Caching stats information to optimise Query Planning time

agrawalreetika commented 1 year ago

Creating this issue around findings for optimization scope in Iceberg Connector -

Presto calls Iceberg Scan::planFiles (https://github.com/apache/iceberg/blob/apache-iceberg-1.3.1/api/src/main/java/org/apache/iceberg/Scan.java#L155) at multiple places which is one of the contributing factor for long planning time while running queries with Iceberg connector like,

When computing table stats during query planning
When generating splits during query execution

For example (Tpch Q4):

SELECT
  o.orderpriority,
  count(*) AS order_count
FROM
  iceberg.tpch.orders o
WHERE 
  o.orderdate >= DATE '1993-07-01'
  AND o.orderdate < DATE '1993-07-01' + INTERVAL '3' MONTH
  AND EXISTS (
    SELECT
      *
    FROM
      iceberg.tpch.lineitem l
    WHERE
      l.orderkey = o.orderkey
      AND l.commitdate < l.receiptdate
  )
GROUP BY
  o.orderpriority
ORDER BY
  o.orderpriority;

For this query Scan::planFiles is being called 13 times for above query. Specifically, ConnectorMetadata:getTableStatistics is getting called 11 times for the above query. 6 times for lineitems and 5 times for order tables. Here, IcebergMetadata::getTableStatistics in turn iterates over planFiles to compute table stats.

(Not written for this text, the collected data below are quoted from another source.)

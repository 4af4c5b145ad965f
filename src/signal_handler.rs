// Copyright 2022-2023 CeresDB Project Authors. Licensed under Apache-2.0.

//! Block until a termination signal arrives.

use log::info;
use signal_hook::{consts::TERM_SIGNALS, iterator::Signals};

pub fn wait_for_signal() {
    let mut signals = Signals::new(TERM_SIGNALS).expect("Failed to register signal handlers");
    for signal in signals.forever() {
        if TERM_SIGNALS.contains(&signal) {
            info!("Received signal {signal}, stopping server...");
            break;
        }
    }
}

I think we can optimize these calls from getTableStatistics if we can Cache the stats and reuse them for tables.

ZacBlanco commented 1 year ago

@agrawalreetika re: your comment here in did you have any idea for how we would create a generic caching system for all of the lakehouse connectors? ATM I'm not sure it is very doable with having 3 separate connectors for hudi, delta, and iceberg. Considering the work I have going on in #20614, I'd like to implement the stats cache sooner rather than later. How critical is it to create a generic implementation versus an iceberg specific one?

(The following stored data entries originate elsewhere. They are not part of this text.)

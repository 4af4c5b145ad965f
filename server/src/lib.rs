// Copyright 2022-2023 CeresDB Project Authors. Licensed under Apache-2.0.

//! The server crate wires the cluster metadata and the coordinator together
//! behind the leader election and exposes the admin HTTP surface.

#[macro_use]
extern crate common_util;

use snafu::{Backtrace, Snafu};

pub mod error_util;
pub mod forward;
pub mod http;
pub mod limiter;
pub mod member;
pub mod metrics;
pub mod server;

#[derive(Debug, Snafu)]
#[snafu(visibility = "pub")]
pub enum Error {
    #[snafu(display("Invalid request body, err:{}", source))]
    InvalidRequestBody { source: serde_json::Error },

    #[snafu(display("Invalid arguments, msg:{}.\nBacktrace:\n{}", msg, backtrace))]
    InvalidArguments { msg: String, backtrace: Backtrace },

    #[snafu(display("flow limit reached\nBacktrace:\n{}", backtrace))]
    FlowLimitExceeded { backtrace: Backtrace },

    #[snafu(display("No leader is elected.\nBacktrace:\n{}", backtrace))]
    LeaderNotFound { backtrace: Backtrace },

    #[snafu(display(
        "Cluster is not coordinated by this node yet, cluster_name:{}.\nBacktrace:\n{}",
        cluster_name,
        backtrace
    ))]
    ClusterNotCoordinated {
        cluster_name: String,
        backtrace: Backtrace,
    },

    #[snafu(display("Failed to forward request to leader, err:{}", source))]
    ForwardToLeader { source: reqwest::Error },

    #[snafu(display("Failed to build forwarded response, msg:{}.\nBacktrace:\n{}", msg, backtrace))]
    BuildForwardResponse { msg: String, backtrace: Backtrace },

    #[snafu(display("Failed to operate cluster metadata, err:{}", source))]
    ClusterFailure { source: cluster::Error },

    #[snafu(display("Failed to coordinate cluster, err:{}", source))]
    CoordinatorFailure { source: coordinator::Error },

    #[snafu(display("Failed to access etcd, msg:{}, err:{}", msg, source))]
    EtcdFailure {
        msg: String,
        source: etcd_client::Error,
    },

    #[snafu(display("Etcd is unavailable.\nBacktrace:\n{}", backtrace))]
    EtcdUnavailable { backtrace: Backtrace },

    #[snafu(display("Procedure result channel is broken.\nBacktrace:\n{}", backtrace))]
    WaitResult { backtrace: Backtrace },

    #[snafu(display(
        "Failed to parse ip addr, ip:{}, err:{}.\nBacktrace:\n{}",
        ip,
        source,
        backtrace
    ))]
    ParseIpAddr {
        ip: String,
        source: std::net::AddrParseError,
        backtrace: Backtrace,
    },

    #[snafu(display("Server already started.\nBacktrace:\n{}", backtrace))]
    AlreadyStarted { backtrace: Backtrace },

    #[snafu(display("Failed to handle update log level, err:{}", msg))]
    HandleUpdateLogLevel { msg: String },

    #[snafu(display("Failed to profile cpu, err:{}", source))]
    ProfileCpu { source: pprof::Error },

    #[snafu(display("Failed to join async task, err:{}", msg))]
    JoinAsyncTask { msg: String },
}

define_result!(Error);

impl warp::reject::Reject for Error {}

I can probably put together an Iceberg-specific one pretty quickly. I have a prototype in another branch already

agrawalreetika commented 1 year ago

Hi @ZacBlanco, I don't have any design around a generic stats caching system. The idea was, I see in presto for Alluxio data caching there is a common implementation being leveraged for difference lakehosuse connector. So I was thinking if we could have a Cache provider in a similar common package and leverage it across. Great, if you already have the Iceberg-specific implementation already. Maybe you can put the details out with the changes and others can also provide input on this?

tdcmeehan commented 8 months ago

Is this issue still relevant with manifest caching and table caching recently implemented?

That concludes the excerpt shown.